Çin kaynakları 842 yılından sonra “Ta-ta” ismiyle Tatarlardan bahsetmeye başlar. Bu kaynaklar Moğolistan’daki kuzey Tatarlarına “Kara Tatarlar”, Alaşan bölgesindeki güney Tatarlarına ise “Ak Tatarlar” derler. Çin kaynaklarına göre, asıl Moğollar, en eski Moğollar (20 Kabile), Kara Tatarlar (9 Kabile), Ak Tatarlar (15 Kabile), Vahşi Tatarlar olmak üzere dört kısma ayrılmaktaydı. Bunlardan Ak Tatarlar bir Türk kabilesi olan Öngütleri ifade etmektedir ki bunlar Sha-t’o Türklerinin Cengiz devrindeki torunlarıdır.[2] Aynı zaman da Ak Tatarlar, 9 kabileden oluşmaları sebebiyle, Orhun Yazıtlarındaki “Dokuz Tatar”lar da olabilirler. Çin kaynaklarının da Türk olan Ak Tatarlar konusunda hataya düştüğünü söyleyebiliriz.

Tatar kelimesinin etimolojisine gelirsek karşımıza bu ismin Türkçe olduğu çıkmaktadır. “Tatar” sözü Türkçe asıllı olup Türkçe olan “-ar” ekiyle türetilmiştir. (Tatar, Avar, Hazar, Bulgar, Macar..vs. gibi) “Ar”,”Ir”, “Er” kişi anlamına gelmektedir. Mesela Kazan Tatarcasın da (Türkçe) “İr” sözcüğü “erkek kişi” anlamına gelmektedir.

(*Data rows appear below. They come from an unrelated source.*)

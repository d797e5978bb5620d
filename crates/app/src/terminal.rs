//! Line-oriented front end for a quiz run.

use std::error::Error;
use std::fmt::Write as _;

use quiz_core::model::{Manifest, TopicId};
use quiz_core::{Phase, QuizState};
use services::{GlobalStats, QuizLoopService, QuizSession, REPORT_GRACE, SessionProgress};
use tokio::io::{AsyncBufReadExt, AsyncWriteExt, BufReader, Lines, Stdin};
use tokio::task::JoinHandle;

struct Prompt {
    lines: Lines<BufReader<Stdin>>,
}

impl Prompt {
    fn new() -> Self {
        Self {
            lines: BufReader::new(tokio::io::stdin()).lines(),
        }
    }

    /// `None` on end of input.
    async fn ask(&mut self, label: &str) -> std::io::Result<Option<String>> {
        let mut stdout = tokio::io::stdout();
        stdout.write_all(label.as_bytes()).await?;
        stdout.flush().await?;
        Ok(self.lines.next_line().await?.map(|line| line.trim().to_owned()))
    }
}

fn is_quit(input: &str) -> bool {
    matches!(input, "q" | "quit")
}

pub fn print_manifest(manifest: &Manifest) {
    for group in &manifest.categories {
        println!("{}", group.title);
        for topic in &group.topics {
            println!("  {:<24} {}", topic.topic_id.as_str(), topic.name);
        }
    }
    if manifest.topic_count() == 0 {
        println!("(no topics)");
    }
}

/// Play `topic` until the user quits or input ends. Progress is saved by the
/// service, so quitting mid-run resumes next time.
///
/// # Errors
///
/// Returns an error only if the terminal cannot be read or written.
pub async fn play(service: &QuizLoopService, topic: &TopicId) -> Result<(), Box<dyn Error>> {
    let mut prompt = Prompt::new();
    let mut session = loop {
        match service.open_topic(topic).await {
            Ok(session) => break session,
            Err(err) => {
                println!("Could not load {topic}: {err}");
                match prompt.ask("Retry? [y/N] ").await? {
                    Some(answer) if answer.eq_ignore_ascii_case("y") => {}
                    _ => return Ok(()),
                }
            }
        }
    };

    println!("{}", render_header(&session));
    let mut stats = Some(service.spawn_stats_fetch(&session));

    let outcome = run_loop(service, &mut session, &mut prompt, &mut stats).await;
    if let Some(pending) = stats {
        pending.abort();
    }
    if !service.flush_report(&mut session, REPORT_GRACE).await {
        println!("(score report not sent)");
    }
    outcome?;
    Ok(())
}

async fn run_loop(
    service: &QuizLoopService,
    session: &mut QuizSession,
    prompt: &mut Prompt,
    stats: &mut Option<JoinHandle<GlobalStats>>,
) -> std::io::Result<()> {
    let mut restarted_empty = false;
    loop {
        if let Some(finished) = stats.take_if(|handle| handle.is_finished())
            && let Ok(global) = finished.await
            && let Some(line) = render_stats(global)
        {
            println!("{line}");
        }

        let state = session.state();
        match state.phase {
            Phase::Question => {
                let Some(question) = state.current_question else {
                    if restarted_empty {
                        println!("This topic has no questions to play.");
                        return Ok(());
                    }
                    println!("Nothing left to retry, starting over.");
                    restarted_empty = true;
                    service.retry_all(session).await;
                    continue;
                };
                restarted_empty = false;
                println!("{}", render_question(&state, session.progress()));
                let options = question.options().len();
                let Some(input) = prompt.ask(&format!("Answer [1-{options}, q]: ")).await? else {
                    return Ok(());
                };
                if is_quit(&input) {
                    return Ok(());
                }
                match input.parse::<usize>() {
                    Ok(choice) if (1..=options).contains(&choice) => {
                        service.answer(session, choice - 1).await;
                    }
                    _ => println!("Pick a number from 1 to {options}."),
                }
            }
            Phase::Explanation => {
                println!("{}", render_explanation(&state));
                let label = if state.is_last_question() {
                    "Enter for results, q to quit: "
                } else {
                    "Enter for the next question, q to quit: "
                };
                match prompt.ask(label).await? {
                    Some(input) if !is_quit(&input) => {
                        service.next(session).await;
                    }
                    _ => return Ok(()),
                }
            }
            Phase::Result => {
                println!("{}", render_result(&state));
                let has_wrongs = !state.wrongs.is_empty();
                let label = if has_wrongs {
                    "[a] retry all  [w] retry wrong answers  [q] quit: "
                } else {
                    "[a] retry all  [q] quit: "
                };
                let Some(input) = prompt.ask(label).await? else {
                    return Ok(());
                };
                match input.as_str() {
                    "a" => {
                        service.retry_all(session).await;
                    }
                    "w" if has_wrongs => {
                        service.retry_wrongs(session).await;
                    }
                    input if is_quit(input) => return Ok(()),
                    _ => {}
                }
            }
        }
    }
}

fn render_header(session: &QuizSession) -> String {
    let mut out = format!("== {} ==", session.title());
    if session.is_resumed() {
        out.push_str("\nResuming your previous run.");
    }
    out
}

fn render_stats(stats: GlobalStats) -> Option<String> {
    (stats.count > 0).then(|| format!("{} runs so far, average {:.0}%", stats.count, stats.avg))
}

/// Encouragement shown under the score.
fn feedback_message(percentage: u32) -> &'static str {
    match percentage {
        100.. => "Perfect score!",
        80..=99 => "Nice work, keep it up!",
        60..=79 => "Not bad, keep going!",
        _ => "Give it a few more tries!",
    }
}

fn render_question(state: &QuizState<'_>, progress: SessionProgress) -> String {
    let mut out = format!("\n[{}/{}] ", progress.position, progress.total);
    if let Some(question) = state.current_question {
        out.push_str(question.prompt());
        for (i, option) in question.options().iter().enumerate() {
            let _ = write!(out, "\n  {}. {option}", i + 1);
        }
    }
    out
}

fn render_explanation(state: &QuizState<'_>) -> String {
    let Some(question) = state.current_question else {
        return String::new();
    };
    let mut out = match state.last_answer_correct {
        Some(true) => "Correct!".to_owned(),
        _ => format!("Wrong. The answer is: {}", question.correct_answer()),
    };
    let explanation = question.explanation();
    if !explanation.translation.is_empty() {
        let _ = write!(out, "\n  Translation: {}", explanation.translation);
    }
    if !explanation.grammar.is_empty() {
        let _ = write!(out, "\n  Grammar: {}", explanation.grammar);
    }
    if let Some(vocab) = &explanation.vocab {
        let _ = write!(out, "\n  Vocabulary: {vocab}");
    }
    if let Some(restore) = &explanation.restore {
        let _ = write!(out, "\n  Original: {restore}");
    }
    out
}

fn render_result(state: &QuizState<'_>) -> String {
    let mut out = format!(
        "\nScore: {}/{} ({}%)\n{}",
        state.score,
        state.total_questions,
        state.percentage,
        feedback_message(state.percentage)
    );
    if !state.wrongs.is_empty() {
        out.push_str("\nMissed:");
        for question in state.wrongs {
            let _ = write!(out, "\n  - {} ({})", question.prompt(), question.correct_answer());
        }
    }
    out
}
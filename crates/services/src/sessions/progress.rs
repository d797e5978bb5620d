use quiz_core::{Phase, QuizState};

/// Aggregated view of run progress, useful for a progress bar.
#[derive(Debug, Clone, Copy, PartialEq, Eq)]
pub struct SessionProgress {
    /// 1-based position of the current question. 0 for an empty pool.
    pub position: usize,
    pub total: usize,
    /// The current question is the last one; advancing shows the result.
    pub is_last: bool,
    pub is_complete: bool,
}

impl SessionProgress {
    #[must_use]
    pub fn from_state(state: &QuizState<'_>) -> Self {
        let position = if state.total_questions == 0 {
            0
        } else {
            (state.current_index + 1).min(state.total_questions)
        };
        Self {
            position,
            total: state.total_questions,
            is_last: state.is_last_question(),
            is_complete: state.phase == Phase::Result,
        }
    }
}
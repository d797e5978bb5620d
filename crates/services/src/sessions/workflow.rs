use std::time::Duration;

use log::{debug, info, warn};
use rand::rngs::StdRng;
use tokio::task::JoinHandle;

use quiz_core::model::TopicId;
use quiz_core::{Clock, Intent, Transition};
use storage::ProgressStore;

use super::service::QuizSession;
use crate::catalog::CatalogService;
use crate::error::QuizSessionError;
use crate::stats::{GlobalStats, StatsClient};

/// How long `flush_report` waits for a pending score report by default.
pub const REPORT_GRACE: Duration = Duration::from_secs(3);

/// Opens topics and drives sessions, persisting after every applied intent.
///
/// Snapshots are written for every non-terminal state and removed once a
/// run reaches its result. A finished full-set run reports its score in
/// the background.
#[derive(Clone)]
pub struct QuizLoopService {
    clock: Clock,
    catalog: CatalogService,
    progress: ProgressStore,
    stats_endpoint: Option<String>,
    shuffle: bool,
}

impl QuizLoopService {
    #[must_use]
    pub fn new(clock: Clock, catalog: CatalogService, progress: ProgressStore) -> Self {
        Self {
            clock,
            catalog,
            progress,
            stats_endpoint: None,
            shuffle: true,
        }
    }

    /// Use `endpoint` for stats instead of the manifest's collector URL.
    #[must_use]
    pub fn with_stats_endpoint(mut self, endpoint: impl Into<String>) -> Self {
        self.stats_endpoint = Some(endpoint.into());
        self
    }

    /// Fresh runs keep the document's question and option order when off.
    #[must_use]
    pub fn with_shuffle(mut self, shuffle: bool) -> Self {
        self.shuffle = shuffle;
        self
    }

    /// Open `topic`, resuming a saved run when one is still valid.
    ///
    /// A fresh run is shuffled and saved immediately so that quitting before
    /// the first answer still resumes the same order.
    ///
    /// # Errors
    ///
    /// Returns `QuizSessionError::Catalog` if either document cannot be
    /// loaded, or `QuizSessionError::Empty` if the topic has no questions.
    pub async fn open_topic(&self, topic: &TopicId) -> Result<QuizSession, QuizSessionError> {
        let (data, manifest) = self.catalog.load_topic_with_manifest(topic).await?;
        let endpoint = self
            .stats_endpoint
            .clone()
            .unwrap_or(manifest.stats_endpoint);
        let stats = StatsClient::new(endpoint).with_clock(self.clock);

        if let Some(stored) = self.progress.load(topic).await {
            info!(
                "resuming topic {topic} at question {}",
                stored.run.current_index + 1
            );
            return Ok(QuizSession::resume(&data, stored.run, stats));
        }

        let session = if self.shuffle {
            let mut rng = rand::rng();
            QuizSession::start(data, stats, Some(&mut rng))?
        } else {
            QuizSession::start::<StdRng>(data, stats, None)?
        };
        info!(
            "starting topic {topic} with {} questions",
            session.state().total_questions
        );
        self.progress.save(topic, &session.snapshot()).await;
        Ok(session)
    }

    /// Apply `intent` and persist the outcome.
    ///
    /// Rejected intents change nothing, stored state included.
    pub async fn dispatch(&self, session: &mut QuizSession, intent: Intent) -> Transition {
        let transition = session.apply(intent);
        if !transition.is_applied() {
            debug!("ignored {intent:?} in phase {:?}", session.phase());
            return transition;
        }

        if session.phase().is_terminal() {
            self.progress.clear(session.topic_id()).await;
            if let Some(percentage) = session.take_score_report() {
                let stats = session.stats().clone();
                let title = session.title().to_owned();
                info!("finished {title} with {percentage}%");
                session.track_report(tokio::spawn(async move {
                    stats.post_score(&title, percentage).await;
                }));
            }
        } else {
            self.progress
                .save(session.topic_id(), &session.snapshot())
                .await;
        }
        transition
    }

    pub async fn answer(&self, session: &mut QuizSession, option_index: usize) -> Transition {
        self.dispatch(session, Intent::Answer(option_index)).await
    }

    pub async fn next(&self, session: &mut QuizSession) -> Transition {
        self.dispatch(session, Intent::Next).await
    }

    pub async fn retry_all(&self, session: &mut QuizSession) -> Transition {
        self.dispatch(session, Intent::RetryAll).await
    }

    pub async fn retry_wrongs(&self, session: &mut QuizSession) -> Transition {
        self.dispatch(session, Intent::RetryWrongs).await
    }

    /// Fetch global stats for the session's topic in the background.
    ///
    /// The task resolves to zeros when stats are unavailable.
    pub fn spawn_stats_fetch(&self, session: &QuizSession) -> JoinHandle<GlobalStats> {
        let stats = session.stats().clone();
        let title = session.title().to_owned();
        tokio::spawn(async move { stats.fetch_stats(&title).await })
    }

    /// Wait up to `grace` for a pending score report before the session is
    /// dropped. Returns false if the report was still in flight and got
    /// abandoned.
    pub async fn flush_report(&self, session: &mut QuizSession, grace: Duration) -> bool {
        let Some(mut handle) = session.take_pending_report() else {
            return true;
        };
        match tokio::time::timeout(grace, &mut handle).await {
            Ok(Ok(())) => true,
            Ok(Err(err)) => {
                warn!("score report for {} failed: {err}", session.title());
                true
            }
            Err(_) => {
                debug!("abandoning score report for {}", session.title());
                handle.abort();
                false
            }
        }
    }
}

“Tatar” kelimesinin kökü Tat- Kaşgarlı Mahmud’a göre “Müslüman olmayan, Uygur” manalarını verir. “Tatar” kelimesinin kökü Tat’da Tad, dat, yat kökündeki d-y seslerinin değişimi görülür. Bu değişim Türk dillerinde olağandır. “Tat” sözü Yat/Yad (yabancı) sözünün değişmiş bir şekli olup Tat-ar adı da “Yabancı kişi” anlamına gelmektedir. Böylece Tatar adı ilk olarak Asya’da, daha sonra da Avrupa’da yaygın hale geldi. Daha sonra Arap ve Ermeni tarihçileri bu tabiri Moğol ve Türkler için kullandılar. Örnek olarak Memluklar Timur’u “Tatar” olarak isimlendirdiklerini ve Gürcü yazarların ise Türk olan Ak Koyunlular ile Kara Koyunluları “Tatar” olarak isimlendirdiklerini belirtebiliriz.[3]

 

ÇEŞİTLİ KAYNAKLARDA KARADENİZİN KUZEYİNDEKİ TATARLARIN TÜRKLÜĞÜNE DAİR BİLGİLER (Çeşitli Satırlar Verilmiştir)

Bu bölümde Karadeniz’in kuzeyindeki bozkırlarda Tatar olarak anıla gelen ve ülkemizde de yaşayan insanlarımızın Moğol değil Kıpçak Türkü kökenli olduklarına dair çağımızın en önemli otoritelerinin bazılarının tespitlerini veriyoruz. Bunun dışına bir de kaynakça koyacağız ki okuyucumuz bu örneklerini yazdığımız kaynakların dışındaki diğer önemli kaynaklara ulaşabilsinler. Gerçekten de bu konuda faydalanılabilecek kaynaklar pek çoktur. Biz sadece bir kaçını örnek olarak yazdık. Diğerlerini de kaynakçamıza ekledik.

 

1. George VERNADSKY:

“(Batu’nun Ordusu) Moğol subayların kumanda ettiği güçlü ve iyi talimli bir Türk ordusu elinin altındaydı. Orta Asyalı Türkmenlere ilaveten birçok Kuman (Kıpçak) ve Alan savaşçısı Batu’nun kuvvetlerine katılmışlardı.[4]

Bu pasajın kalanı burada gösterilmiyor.